1Эрик Йенш (1883–1940) – немецкий психолог. Генри Хэвлок Эллис (1859–1939) – британский психолог и сексолог. Сайлас Уир Митчелл (1829–1914) – американский врач и писатель. – Здесь и далее, кроме особо оговоренных случаев, примеч. пер.
2См. следующие работы: Хамфри Осмонд и Джон Смайтиз. Шизофрения: новый подход. The Journal of Mental Science, том XCVIII, апрель 1952 г. Хамфри Осмонд. Касательно безумия. Saskatchewsn Psychiatric Services Journal, том 1, № 2, сентябрь 1952 г. Джон Смайтиз. Мескалиновые явления. British Journal for the Philosophy of Science, том III, февраль 1953 г. Абрам Хоффер, Хамфри Осмонд и Джон Смайтиз. Шизофрения: новый подход. The Journal of Mental Science, том С, № 418, январь 1954 г. Сейчас готовится множество других работ по биохимии, фармакологии, психологии и нейрофизиологии шизофрении и по мескалиновым феноменам. – Примеч. авт.

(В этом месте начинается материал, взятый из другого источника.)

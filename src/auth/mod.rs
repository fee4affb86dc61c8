//! Authentication module
//!
//! Bearer token attachment and single-flight token renewal.
//!
//! The `AuthCoordinator` owns the renewal state and the waiter queue; the
//! `CredentialStore` persists tokens between runs; a `SessionListener` is told
//! when a 401 cannot be recovered.

mod coordinator;
mod session;
mod store;
mod types;

pub use coordinator::{AuthCoordinator, AuthEndpoints, RenewalFailure};
pub use session::{InvalidationReason, LoggingListener, SessionListener};
pub use store::{CredentialStore, FileCredentialStore, MemoryCredentialStore};
pub use types::{
    sanitize_expiry, ApiEnvelope, CookieAttributes, Credential, CredentialStatus, SameSite,
    StoredToken, TokenGrant, DEFAULT_REFRESH_TTL_DAYS,
};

3Уильям Блейк (1757–1827) – английский поэт и художник, мистик. Эмануэль Сведенборг (1688–1772) – шведский философ-мистик.
4Джо Луис (1914–1981) – американский боксер-тяжеловес.
5Иоганн Экхарт (ок. 1260 – ок. 1327) – немецкий теолог, считавшийся родоначальником немецкого мистицизма.
6Дайсэцу Тэйтаро Судзуки (1870–1966) – японо-американский исследователь и пропагандист буддизма.
7Т. е. безоценочное восприятие вещи.
8Т. е. Бога как безличный абсолют.
9Семейная труппа американских комедийных актеров: Джулиус («Граучо», 1890–1977), Леонард («Чико», 1891–1961), Артур («Харпо», 1893–1964) и Герберт («Зеппо», 1901–1979) Марксы.
10Жорж Брак (1882–1963) – французский художник-кубист. Хосе Викторио Гонзалес («Хуан») Грис (1887–1927) – испанский художник-кубист.